To visualize the local_costmap
in RViz, select the Map
under the /local_costmap/costmap
topic. Set the color scheme
in RViz to costmap
to make it appear similar to the image below.
To visualize the voxel representation of the detected object, open a new terminal and execute the following lines:
ros2 run nav2_costmap_2d nav2_costmap_2d_markers voxel_grid:=/local_costmap/voxel_grid visualization_marker:=/my_marker
The line above sets the topic where the the markers will be published to /my_marker
. To see the markers in RViz, select Marker
under the /my_marker
topic, as shown below.
Then set the fixed frame
in RViz to odom
and you should now see the voxels in RViz, which represent the cube and the sphere that we have in the Gazebo world:
Conclusion
In this section of our robot setup guide, we have discussed the importance of sensor information for different tasks associated with Nav2. More specifically, tasks such as mapping (SLAM), localization (AMCL), and perception (costmap) tasks.
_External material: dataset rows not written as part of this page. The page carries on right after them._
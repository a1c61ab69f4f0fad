use std::path::{Path, PathBuf};
use std::time::Duration;

use indicatif::ProgressBar;

use crate::takeoutsort_core::error::{Result, TakeoutError};
use crate::takeoutsort_core::exif::MetadataTool;
use crate::takeoutsort_core::orchestrator::{CancelToken, RunSummary, run_tasks, worker_count};
use crate::takeoutsort_core::resolve::{DEFAULT_MIN_AGE_DAYS, ResolveOptions, days};
use crate::takeoutsort_core::scan::collect_media;
use crate::takeoutsort_core::workers::{Task, TaskContext};

/// Options for moving files out of an `Unknown` folder.
#[derive(Debug, Clone)]
pub struct ReorganizeOptions {
    pub use_file_time: bool,
    pub min_age: Duration,
    pub workers: usize,
}

impl Default for ReorganizeOptions {
    fn default() -> Self {
        ReorganizeOptions {
            use_file_time: true,
            min_age: days(DEFAULT_MIN_AGE_DAYS),
            workers: worker_count(),
        }
    }
}

#[derive(Debug, Clone)]
pub struct ReorganizeReport {
    pub summary: RunSummary,
    /// Dated files were moved under `<output_root>/<year>/<Month>`.
    pub output_root: PathBuf,
}

/// Re-resolve every file under `unknown_dir` and move the dated ones into the
/// year/month tree next to it. Files that still have no date stay where they are.
pub fn run<T, F>(
    unknown_dir: &Path,
    options: &ReorganizeOptions,
    factory: F,
    bar: &ProgressBar,
    cancel: &CancelToken,
) -> Result<ReorganizeReport>
where
    T: MetadataTool,
    F: Fn() -> Result<T> + Sync,
{
    if !unknown_dir.is_dir() {
        return Err(TakeoutError::NotADirectory(unknown_dir.to_path_buf()));
    }

    let unknown_dir = unknown_dir.canonicalize()?;
    let output_root = unknown_dir
        .parent()
        .map(Path::to_path_buf)
        .ok_or_else(|| TakeoutError::Argument(format!("{} has no parent folder", unknown_dir.display())))?;

    let media = collect_media(&unknown_dir)?;
    log::info!(
        "Reorganizing {} files from {} into {}",
        media.len(),
        unknown_dir.display(),
        output_root.display()
    );

    let ctx = TaskContext::new(
        output_root.clone(),
        ResolveOptions {
            use_file_time: options.use_file_time,
            min_age: options.min_age,
        },
    );

    let tasks: Vec<Task> = media.into_iter().map(|media| Task::Relocate { media }).collect();
    let summary = if tasks.is_empty() {
        RunSummary::default()
    } else {
        run_tasks(tasks, &ctx, factory, options.workers, None, bar, cancel)?
    };

    Ok(ReorganizeReport {
        summary,
        output_root,
    })
}
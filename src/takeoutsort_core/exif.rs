use crate::takeoutsort_core::dates::{format_exif_date, parse_exif_date};
use crate::takeoutsort_core::error::{Result, TakeoutError};
use crate::takeoutsort_core::media::MediaKind;
use crate::takeoutsort_core::record::{GeoPoint, MetadataRecord};
use exiftool::ExifTool;
use serde::Deserialize;
use std::path::Path;
use time::PrimitiveDateTime;

/// Embedded date attributes, in fallback order.
#[derive(Debug, Clone, Copy, PartialEq, Eq, Hash)]
pub enum DateTag {
    DateTimeOriginal,
    CreateDate,
    ModifyDate,
}

impl DateTag {
    pub const FALLBACK_CHAIN: [DateTag; 3] =
        [DateTag::DateTimeOriginal, DateTag::CreateDate, DateTag::ModifyDate];

    pub fn as_str(&self) -> &'static str {
        match self {
            DateTag::DateTimeOriginal => "DateTimeOriginal",
            DateTag::CreateDate => "CreateDate",
            DateTag::ModifyDate => "ModifyDate",
        }
    }
}

/// The attribute set stamped into a file.
#[derive(Debug, Clone, Default, PartialEq)]
pub struct EmbedRequest {
    pub date: Option<PrimitiveDateTime>,
    pub geo: Option<GeoPoint>,
    pub people: Vec<String>,
    pub description: Option<String>,
    pub identifier: Option<String>,
}

impl EmbedRequest {
    pub fn from_record(record: &MetadataRecord, date: Option<PrimitiveDateTime>) -> Self {
        EmbedRequest {
            date,
            geo: record.geo,
            people: record.people.clone(),
            description: record.description.clone(),
            identifier: record.url.clone(),
        }
    }

    /// Short summary used in task messages, e.g. `Date: 2021-01-01, People: 2`.
    pub fn summary(&self) -> String {
        let mut parts = Vec::new();
        if let Some(date) = &self.date {
            parts.push(format!("Date: {}", date.date()));
        }
        if let Some(geo) = &self.geo {
            parts.push(format!("GPS: {:.4}, {:.4}", geo.latitude, geo.longitude));
        }
        if !self.people.is_empty() {
            parts.push(format!("People: {}", self.people.len()));
        }
        if self.description.is_some() {
            parts.push("Desc: Yes".to_string());
        }
        if parts.is_empty() {
            "No metadata".to_string()
        } else {
            parts.join(", ")
        }
    }
}

/// The metadata embedding collaborator.
///
/// Each worker owns one instance, so implementations may keep a long-lived
/// process and need not be `Sync`.
pub trait MetadataTool {
    /// Read one embedded date attribute. Missing or unparseable values are `None`.
    fn read_date(&mut self, path: &Path, tag: DateTag) -> Option<PrimitiveDateTime>;

    /// Stamp `request` into the file in place. Failures carry a diagnostic.
    fn embed(
        &mut self,
        path: &Path,
        kind: MediaKind,
        request: &EmbedRequest,
    ) -> std::result::Result<(), String>;
}

/// Embedded date fields as reported by `exiftool -j`.
#[derive(Deserialize, Debug, Default)]
#[serde(rename_all = "PascalCase")]
struct EmbeddedDates {
    #[serde(default)]
    date_time_original: Option<String>,
    #[serde(default)]
    create_date: Option<String>,
    #[serde(default)]
    modify_date: Option<String>,
}

impl EmbeddedDates {
    fn get(&self, tag: DateTag) -> Option<&str> {
        match tag {
            DateTag::DateTimeOriginal => self.date_time_original.as_deref(),
            DateTag::CreateDate => self.create_date.as_deref(),
            DateTag::ModifyDate => self.modify_date.as_deref(),
        }
    }
}

/// `MetadataTool` backed by a persistent exiftool process.
pub struct ExifToolBackend {
    exiftool: ExifTool,
}

impl ExifToolBackend {
    pub fn new() -> Result<Self> {
        let exiftool = ExifTool::new().map_err(|e| TakeoutError::Exiftool(e.to_string()))?;
        Ok(ExifToolBackend { exiftool })
    }
}

impl MetadataTool for ExifToolBackend {
    fn read_date(&mut self, path: &Path, tag: DateTag) -> Option<PrimitiveDateTime> {
        let arg = format!("-{}", tag.as_str());
        let dates: EmbeddedDates = match self.exiftool.read_metadata(path, &[arg.as_str()]) {
            Ok(dates) => dates,
            Err(e) => {
                log::debug!("Error reading {} from {}: {}", tag.as_str(), path.display(), e);
                return None;
            }
        };

        let value = dates.get(tag)?;
        let parsed = parse_exif_date(value);
        if parsed.is_none() {
            log::debug!("Could not parse {} '{}' in {}", tag.as_str(), value, path.display());
        }
        parsed
    }

    fn embed(
        &mut self,
        path: &Path,
        kind: MediaKind,
        request: &EmbedRequest,
    ) -> std::result::Result<(), String> {
        let args = build_embed_args(path, kind, request)?;
        log::debug!("Running exiftool with: {}", args.join(" "));

        let arg_refs: Vec<&str> = args.iter().map(String::as_str).collect();
        self.exiftool
            .execute_lines(&arg_refs)
            .map(|_| ())
            .map_err(|e| format!("exiftool failed for {}: {}", path.display(), e))
    }
}

/// Build exiftool arguments for the attribute schema of `kind`. The file path comes last.
pub fn build_embed_args(
    path: &Path,
    kind: MediaKind,
    request: &EmbedRequest,
) -> std::result::Result<Vec<String>, String> {
    let path_str = path
        .to_str()
        .ok_or_else(|| format!("Path is not valid UTF-8: {}", path.display()))?;

    let mut args = vec!["-overwrite_original".to_string()];

    match kind {
        MediaKind::Video => {
            // QuickTime containers only get dates.
            if let Some(date) = &request.date {
                let date = format_exif_date(date);
                args.push(format!("-QuickTime:CreateDate={}", date));
                args.push(format!("-QuickTime:ModifyDate={}", date));
                args.push(format!("-XMP:DateCreated={}", date));
            }
        }
        MediaKind::Image => {
            if let Some(date) = &request.date {
                let date = format_exif_date(date);
                args.push(format!("-DateTimeOriginal={}", date));
                args.push(format!("-CreateDate={}", date));
                args.push(format!("-ModifyDate={}", date));
            }

            if let Some(geo) = &request.geo {
                let lat_ref = if geo.latitude < 0.0 { "S" } else { "N" };
                let lon_ref = if geo.longitude < 0.0 { "W" } else { "E" };
                let alt_ref = if geo.altitude < 0.0 { "Below Sea Level" } else { "Above Sea Level" };
                args.push(format!("-GPSLatitude={}", geo.latitude.abs()));
                args.push(format!("-GPSLatitudeRef={}", lat_ref));
                args.push(format!("-GPSLongitude={}", geo.longitude.abs()));
                args.push(format!("-GPSLongitudeRef={}", lon_ref));
                args.push(format!("-GPSAltitude={}", geo.altitude.abs()));
                args.push(format!("-GPSAltitudeRef={}", alt_ref));
            }

            if !request.people.is_empty() {
                args.push("-IPTC:CodedCharacterSet=UTF8".to_string());
            }
            for person in &request.people {
                let name = single_line(person);
                args.push(format!("-XMP:PersonInImage={}", name));
                // Remove-then-add keeps keywords unique across repeated runs.
                args.push(format!("-IPTC:Keywords-={}", name));
                args.push(format!("-IPTC:Keywords+={}", name));
            }

            if let Some(description) = &request.description {
                args.push(format!("-ImageDescription={}", single_line(description)));
            }

            if let Some(identifier) = &request.identifier {
                args.push(format!("-XMP:Identifier={}", single_line(identifier)));
            }
        }
    }

    args.push(path_str.to_string());
    Ok(args)
}

/// exiftool reads one argument per line in `-stay_open` mode.
fn single_line(value: &str) -> String {
    value.replace(['\r', '\n'], " ")
}

/// Check if exiftool is available on the system.
pub fn exiftool_available() -> bool {
    std::process::Command::new("exiftool")
        .arg("-ver")
        .output()
        .map(|o| o.status.success())
        .unwrap_or(false)
}
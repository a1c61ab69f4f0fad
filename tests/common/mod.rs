use assert_fs::TempDir;
use assert_fs::fixture::ChildPath;
use assert_fs::prelude::*;

/// A small export folder: two paired photos, one video without a record.
pub fn setup_test_export(temp_dir: &TempDir) -> ChildPath {
    let export_dir = temp_dir.child("Takeout");
    export_dir.child("Photos from 2020/IMG_0100.JPG").write_binary(b"jpeg-1").unwrap();
    export_dir
        .child("Photos from 2020/IMG_0100.JPG.json")
        .write_str(r#"{"title": "IMG_0100.JPG", "photoTakenTime": {"timestamp": "1600000000"}}"#)
        .unwrap();
    export_dir.child("Photos from 2020/IMG_0101.JPG").write_binary(b"jpeg-2").unwrap();
    export_dir
        .child("Photos from 2020/IMG_0101.JPG.supplemental-metadata.json")
        .write_str(r#"{"title": "IMG_0101.JPG", "photoTakenTime": {"timestamp": "1600000100"}}"#)
        .unwrap();
    export_dir.child("Photos from 2020/VID_0102.mp4").write_binary(b"mp4").unwrap();
    export_dir
}
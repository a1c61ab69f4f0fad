use std::path::{Path, PathBuf};

use indicatif::ProgressBar;
use rayon::prelude::*;

use crate::takeoutsort_core::error::Result;
use crate::takeoutsort_core::exif::MetadataTool;
use crate::takeoutsort_core::guess::SimilarityIndex;
use crate::takeoutsort_core::ledger::Ledger;
use crate::takeoutsort_core::orchestrator::{CancelToken, RunSummary, run_tasks, worker_count};
use crate::takeoutsort_core::placement::output_root;
use crate::takeoutsort_core::record::MetadataRecord;
use crate::takeoutsort_core::resolve::ResolveOptions;
use crate::takeoutsort_core::scan::{Pairing, ScanReport, scan_folder};
use crate::takeoutsort_core::workers::{Task, TaskContext};

/// Options for a normal run over an export folder.
#[derive(Debug, Clone)]
pub struct RunOptions {
    /// Borrow dates from similarly numbered files for unpaired media.
    pub guess_dates: bool,
    pub resolve: ResolveOptions,
    pub workers: usize,
    /// Forget the ledger before starting.
    pub reset_ledger: bool,
}

impl Default for RunOptions {
    fn default() -> Self {
        RunOptions {
            guess_dates: false,
            resolve: ResolveOptions::default(),
            workers: worker_count(),
            reset_ledger: false,
        }
    }
}

#[derive(Debug, Clone)]
pub struct RunReport {
    pub summary: RunSummary,
    /// Files skipped because the ledger already had them.
    pub already_processed: usize,
    /// Reference files available for date guessing.
    pub index_size: usize,
    pub output_root: PathBuf,
    /// The ledger was deleted after a complete run.
    pub ledger_cleared: bool,
}

/// Scan `input_root` and process everything in it.
pub fn run<T, F>(
    input_root: &Path,
    options: &RunOptions,
    factory: F,
    bar: &ProgressBar,
    cancel: &CancelToken,
) -> Result<RunReport>
where
    T: MetadataTool,
    F: Fn() -> Result<T> + Sync,
{
    let scan = scan_folder(input_root)?;
    process_scan(input_root, &scan, options, factory, bar, cancel)
}

/// Process the result of an earlier scan of `input_root`.
pub fn process_scan<T, F>(
    input_root: &Path,
    scan: &ScanReport,
    options: &RunOptions,
    factory: F,
    bar: &ProgressBar,
    cancel: &CancelToken,
) -> Result<RunReport>
where
    T: MetadataTool,
    F: Fn() -> Result<T> + Sync,
{
    let mut ledger = Ledger::for_input_root(input_root);
    if options.reset_ledger {
        ledger.reset();
    }

    let pending_paired: Vec<&Pairing> = scan
        .paired
        .iter()
        .filter(|p| !ledger.is_processed(&p.media.path))
        .collect();
    let pending_unpaired: Vec<_> = scan
        .unpaired
        .iter()
        .filter(|m| !ledger.is_processed(&m.path))
        .collect();

    let already_processed = scan.total() - pending_paired.len() - pending_unpaired.len();
    if already_processed > 0 {
        log::info!("Resume detected: skipping {} previously completed files", already_processed);
    }

    let index = if options.guess_dates && !pending_unpaired.is_empty() {
        Some(build_similarity_index(&scan.paired))
    } else {
        None
    };

    let mut tasks: Vec<Task> = pending_paired
        .into_iter()
        .map(|p| Task::Paired {
            media: p.media.clone(),
            record: p.record.clone(),
        })
        .collect();
    tasks.extend(pending_unpaired.into_iter().map(|media| Task::Unpaired {
        media: media.clone(),
        guess: index.as_ref().and_then(|i| i.guess(&media.filename())),
    }));

    let ctx = TaskContext::new(output_root(input_root), options.resolve);

    let mut report = RunReport {
        summary: RunSummary::default(),
        already_processed,
        index_size: index.as_ref().map_or(0, SimilarityIndex::len),
        output_root: ctx.output_root.clone(),
        ledger_cleared: false,
    };

    if tasks.is_empty() {
        log::info!("Nothing to process in {}", input_root.display());
        return Ok(report);
    }

    report.summary = run_tasks(
        tasks,
        &ctx,
        factory,
        options.workers,
        Some(&mut ledger),
        bar,
        cancel,
    )?;

    ledger.flush();
    log::info!(
        "Saved processing state ({} new, {} total)",
        ledger.newly_processed(),
        ledger.len()
    );

    if report.summary.is_complete() {
        ledger.reset();
        report.ledger_cleared = true;
    }

    Ok(report)
}

/// Index every paired file whose record carries a date.
pub fn build_similarity_index(paired: &[Pairing]) -> SimilarityIndex {
    let dated: Vec<_> = paired
        .par_iter()
        .filter_map(|p| {
            let date = MetadataRecord::load(&p.record).ok()?.resolved_date()?;
            Some((p.media.filename(), date))
        })
        .collect();

    let mut index = SimilarityIndex::new();
    for (filename, date) in dated {
        index.insert(&filename, date);
    }
    log::info!("Built date index: {} files with dates available for guessing", index.len());
    index
}

#[cfg(test)]
mod tests {
    use super::*;
    use crate::takeoutsort_core::dates::from_unix_timestamp;
    use crate::takeoutsort_core::exif::DateTag;
    use crate::takeoutsort_core::ledger::LEDGER_FILE_NAME;
    use crate::takeoutsort_core::placement::destination_dir;
    use crate::takeoutsort_core::testutil::FakeTool;
    use assert_fs::TempDir;
    use assert_fs::prelude::*;

    const TAKEN: i64 = 1_600_000_000;

    fn options() -> RunOptions {
        RunOptions {
            workers: 2,
            ..Default::default()
        }
    }

    fn export(dir: &TempDir) {
        dir.child("Takeout/IMG_100.jpg").write_binary(b"one").unwrap();
        dir.child("Takeout/IMG_100.jpg.json")
            .write_str(r#"{"title": "IMG_100.jpg", "photoTakenTime": {"timestamp": "1600000000"}}"#)
            .unwrap();
        dir.child("Takeout/IMG_150.jpg").write_binary(b"two").unwrap();
        dir.child("Takeout/IMG_150.jpg.json")
            .write_str(r#"{"title": "IMG_150.jpg", "photoTakenTime": {"timestamp": "1600000000"}}"#)
            .unwrap();
        dir.child("Takeout/IMG_105.jpg").write_binary(b"three").unwrap();
    }

    fn dated_dir(dir: &TempDir) -> PathBuf {
        destination_dir(
            &output_root(dir.path()),
            Some(&from_unix_timestamp(TAKEN).unwrap()),
        )
    }

    #[test]
    fn test_full_run_places_and_clears_ledger() {
        let dir = TempDir::new().unwrap();
        export(&dir);
        let tool = FakeTool::new();

        let report = run(
            dir.path(),
            &options(),
            || Ok(tool.clone()),
            &ProgressBar::hidden(),
            &CancelToken::new(),
        )
        .unwrap();

        assert_eq!(report.summary.total, 3);
        assert_eq!(report.summary.succeeded, 3);
        assert_eq!(report.summary.unresolved, 1);
        assert!(report.ledger_cleared);
        assert!(!dir.path().join(LEDGER_FILE_NAME).exists());
        assert_eq!(tool.embed_count(), 2);

        assert!(dated_dir(&dir).join("IMG_100.jpg").exists());
        assert!(dated_dir(&dir).join("IMG_150.jpg").exists());
        assert!(report.output_root.join("Unknown/IMG_105.jpg").exists());
    }

    #[test]
    fn test_guessing_places_unpaired_by_neighbour() {
        let dir = TempDir::new().unwrap();
        export(&dir);
        let run_options = RunOptions {
            guess_dates: true,
            ..options()
        };

        let report = run(
            dir.path(),
            &run_options,
            || Ok(FakeTool::new()),
            &ProgressBar::hidden(),
            &CancelToken::new(),
        )
        .unwrap();

        assert_eq!(report.index_size, 2);
        assert_eq!(report.summary.unresolved, 0);
        assert!(dated_dir(&dir).join("IMG_105.jpg").exists());
    }

    #[test]
    fn test_resume_skips_ledger_entries() {
        let dir = TempDir::new().unwrap();
        export(&dir);

        let first = FakeTool::new().failing_for("IMG_150");
        let report = run(
            dir.path(),
            &options(),
            || Ok(first.clone()),
            &ProgressBar::hidden(),
            &CancelToken::new(),
        )
        .unwrap();
        assert_eq!(report.summary.failed, 1);
        assert!(!report.ledger_cleared);
        assert_eq!(Ledger::for_input_root(dir.path()).len(), 2);
        assert!(!dated_dir(&dir).join("IMG_150.jpg").exists());

        let second = FakeTool::new();
        let report = run(
            dir.path(),
            &options(),
            || Ok(second.clone()),
            &ProgressBar::hidden(),
            &CancelToken::new(),
        )
        .unwrap();
        assert_eq!(report.already_processed, 2);
        assert_eq!(report.summary.total, 1);
        assert_eq!(second.embed_count(), 1);
        assert!(report.ledger_cleared);

        assert!(dated_dir(&dir).join("IMG_150.jpg").exists());
        assert!(!dated_dir(&dir).join("IMG_100_1.jpg").exists());
    }

    #[test]
    fn test_rerun_of_reconciled_files_is_stable() {
        let dir = TempDir::new().unwrap();
        export(&dir);
        let taken = from_unix_timestamp(TAKEN).unwrap();
        let tool = FakeTool::new()
            .with_date("IMG_100.jpg", DateTag::DateTimeOriginal, taken)
            .with_date("IMG_150.jpg", DateTag::DateTimeOriginal, taken);

        for _ in 0..2 {
            let report = run(
                dir.path(),
                &options(),
                || Ok(tool.clone()),
                &ProgressBar::hidden(),
                &CancelToken::new(),
            )
            .unwrap();
            assert!(report.summary.is_complete());
        }

        assert_eq!(tool.embed_count(), 0);
        assert!(!dated_dir(&dir).join("IMG_100_1.jpg").exists());
        assert!(!dated_dir(&dir).join("IMG_150_1.jpg").exists());
        assert!(!output_root(dir.path()).join("Unknown/IMG_105_1.jpg").exists());
    }

    fn files_in(dir: &Path) -> Vec<String> {
        let mut names: Vec<String> = std::fs::read_dir(dir)
            .unwrap()
            .map(|e| e.unwrap().file_name().to_string_lossy().to_string())
            .collect();
        names.sort();
        names
    }

    #[test]
    fn test_rerun_of_embedded_video_is_stable() {
        let dir = TempDir::new().unwrap();
        dir.child("Takeout/clip.mp4").write_binary(b"frames").unwrap();
        dir.child("Takeout/clip.mp4.json")
            .write_str(r#"{"title": "clip.mp4", "photoTakenTime": {"timestamp": "1600000000"}}"#)
            .unwrap();
        // The source itself never carries a date.
        let tool = FakeTool::new();

        for _ in 0..2 {
            let report = run(
                dir.path(),
                &options(),
                || Ok(tool.clone()),
                &ProgressBar::hidden(),
                &CancelToken::new(),
            )
            .unwrap();
            assert!(report.summary.is_complete());
            assert!(report.ledger_cleared);
        }

        assert_eq!(tool.embed_count(), 1);
        assert_eq!(files_in(&dated_dir(&dir)), vec!["clip.mp4".to_string()]);
    }

    #[test]
    fn test_same_photo_in_two_albums_is_kept_twice() {
        let dir = TempDir::new().unwrap();
        dir.child("Takeout/Album A/a.jpg").write_binary(b"same").unwrap();
        dir.child("Takeout/Album B/a.jpg").write_binary(b"same").unwrap();
        let unknown = output_root(dir.path()).join("Unknown");

        for _ in 0..2 {
            let report = run(
                dir.path(),
                &options(),
                || Ok(FakeTool::new()),
                &ProgressBar::hidden(),
                &CancelToken::new(),
            )
            .unwrap();
            assert_eq!(report.summary.succeeded, 2);
            assert_eq!(files_in(&unknown), vec!["a.jpg".to_string(), "a_1.jpg".to_string()]);
        }
    }

    #[test]
    fn test_same_paired_photo_in_two_albums_is_kept_twice() {
        let dir = TempDir::new().unwrap();
        for album in ["Album A", "Album B"] {
            dir.child(format!("Takeout/{}/a.jpg", album)).write_binary(b"same").unwrap();
            dir.child(format!("Takeout/{}/a.jpg.json", album))
                .write_str(r#"{"title": "a.jpg", "photoTakenTime": {"timestamp": "1600000000"}}"#)
                .unwrap();
        }
        let tool = FakeTool::new();

        for _ in 0..2 {
            run(
                dir.path(),
                &options(),
                || Ok(tool.clone()),
                &ProgressBar::hidden(),
                &CancelToken::new(),
            )
            .unwrap();
            assert_eq!(
                files_in(&dated_dir(&dir)),
                vec!["a.jpg".to_string(), "a_1.jpg".to_string()]
            );
        }
        assert_eq!(tool.embed_count(), 2);
    }

    #[test]
    fn test_reset_ledger_reprocesses() {
        let dir = TempDir::new().unwrap();
        export(&dir);
        let scan = scan_folder(dir.path()).unwrap();

        let mut ledger = Ledger::for_input_root(dir.path());
        for media in &scan.unpaired {
            ledger.mark_processed(&media.path);
        }
        ledger.flush();

        let run_options = RunOptions {
            reset_ledger: true,
            ..options()
        };
        let report = process_scan(
            dir.path(),
            &scan,
            &run_options,
            || Ok(FakeTool::new()),
            &ProgressBar::hidden(),
            &CancelToken::new(),
        )
        .unwrap();
        assert_eq!(report.already_processed, 0);
        assert_eq!(report.summary.total, 3);
    }

    #[test]
    fn test_empty_folder() {
        let dir = TempDir::new().unwrap();
        let report = run(
            dir.path(),
            &options(),
            || Ok(FakeTool::new()),
            &ProgressBar::hidden(),
            &CancelToken::new(),
        )
        .unwrap();
        assert_eq!(report.summary.total, 0);
        assert!(!report.ledger_cleared);
    }
}
use base64::{Engine, engine::general_purpose};
use sha2::{Digest, Sha256};
use std::collections::HashSet;
use std::fs::{self, File};
use std::io::{BufReader, BufWriter, Write};
use std::path::{Path, PathBuf};

/// Ledger filename inside the input root.
pub const LEDGER_FILE_NAME: &str = ".processing_state.json";

/// Number of new entries between incremental flushes.
pub const FLUSH_INTERVAL: usize = 10;

/// Persistent set of source files that finished embedding and placement.
///
/// Entries are opaque hashes of resolved absolute paths. Deleting the backing
/// file forces a full reprocess.
#[derive(Debug)]
pub struct Ledger {
    path: PathBuf,
    processed: HashSet<String>,
    newly_processed: usize,
}

impl Ledger {
    /// Load the ledger at `path`. A missing or corrupt file yields an empty ledger.
    pub fn load(path: &Path) -> Self {
        let processed = match read_entries(path) {
            Ok(Some(entries)) => {
                log::info!(
                    "Loaded processing state: {} files previously processed",
                    entries.len()
                );
                entries
            }
            Ok(None) => HashSet::new(),
            Err(e) => {
                log::warn!(
                    "Could not load state file {}: {}, starting fresh",
                    path.display(),
                    e
                );
                HashSet::new()
            }
        };

        Ledger {
            path: path.to_path_buf(),
            processed,
            newly_processed: 0,
        }
    }

    pub fn for_input_root(input_root: &Path) -> Self {
        Self::load(&input_root.join(LEDGER_FILE_NAME))
    }

    pub fn path(&self) -> &Path {
        &self.path
    }

    pub fn len(&self) -> usize {
        self.processed.len()
    }

    pub fn is_empty(&self) -> bool {
        self.processed.is_empty()
    }

    /// Entries added during this session.
    pub fn newly_processed(&self) -> usize {
        self.newly_processed
    }

    pub fn is_processed(&self, file: &Path) -> bool {
        self.processed.contains(&ledger_key(file))
    }

    /// Record a completed file. Every `FLUSH_INTERVAL`th new entry is flushed to disk.
    pub fn mark_processed(&mut self, file: &Path) {
        if self.processed.insert(ledger_key(file)) {
            self.newly_processed += 1;
            if self.newly_processed % FLUSH_INTERVAL == 0 {
                self.flush();
            }
        }
    }

    /// Write the full set to disk. Failures are logged, never raised.
    pub fn flush(&self) {
        match self.write_entries() {
            Ok(()) => log::debug!(
                "Saved processing state: {} files",
                self.processed.len()
            ),
            Err(e) => log::error!(
                "Failed to save state file {}: {}",
                self.path.display(),
                e
            ),
        }
    }

    /// Forget everything and delete the backing file.
    pub fn reset(&mut self) {
        self.processed.clear();
        self.newly_processed = 0;

        match fs::remove_file(&self.path) {
            Ok(()) => log::info!("Cleared processing state"),
            Err(e) if e.kind() == std::io::ErrorKind::NotFound => {}
            Err(e) => log::warn!("Could not delete state file {}: {}", self.path.display(), e),
        }
    }

    fn write_entries(&self) -> std::io::Result<()> {
        let mut entries: Vec<&String> = self.processed.iter().collect();
        entries.sort();

        // Write to a temp file first, then rename for atomicity.
        let temp_path = self.path.with_extension("json.tmp");
        let mut writer = BufWriter::new(File::create(&temp_path)?);
        serde_json::to_writer_pretty(&mut writer, &entries)?;
        writer.flush()?;
        drop(writer);
        fs::rename(&temp_path, &self.path)
    }
}

fn read_entries(path: &Path) -> std::io::Result<Option<HashSet<String>>> {
    if !path.exists() {
        return Ok(None);
    }
    let reader = BufReader::new(File::open(path)?);
    let entries: Vec<String> = serde_json::from_reader(reader)?;
    Ok(Some(entries.into_iter().collect()))
}

/// Stable identity of a file: base64 SHA-256 of its resolved absolute path.
pub fn ledger_key(file: &Path) -> String {
    let resolved = file
        .canonicalize()
        .or_else(|_| std::path::absolute(file))
        .unwrap_or_else(|_| file.to_path_buf());

    let mut hasher = Sha256::new();
    hasher.update(resolved.to_string_lossy().as_bytes());
    general_purpose::STANDARD.encode(hasher.finalize())
}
We also had a discussion on the common types of sensor messages in Nav2 which standardize the message formats for different sensor vendors. We also discussed how to add sensors to a simulated robot using Gazebo and how to verify that the sensors are working correctly through RViz.
Lastly, we set up a basic configuration for the nav2_costmap_2d
package using different layers to produce a global and local costmap. We then verify our work by visualizing these costmaps in RViz.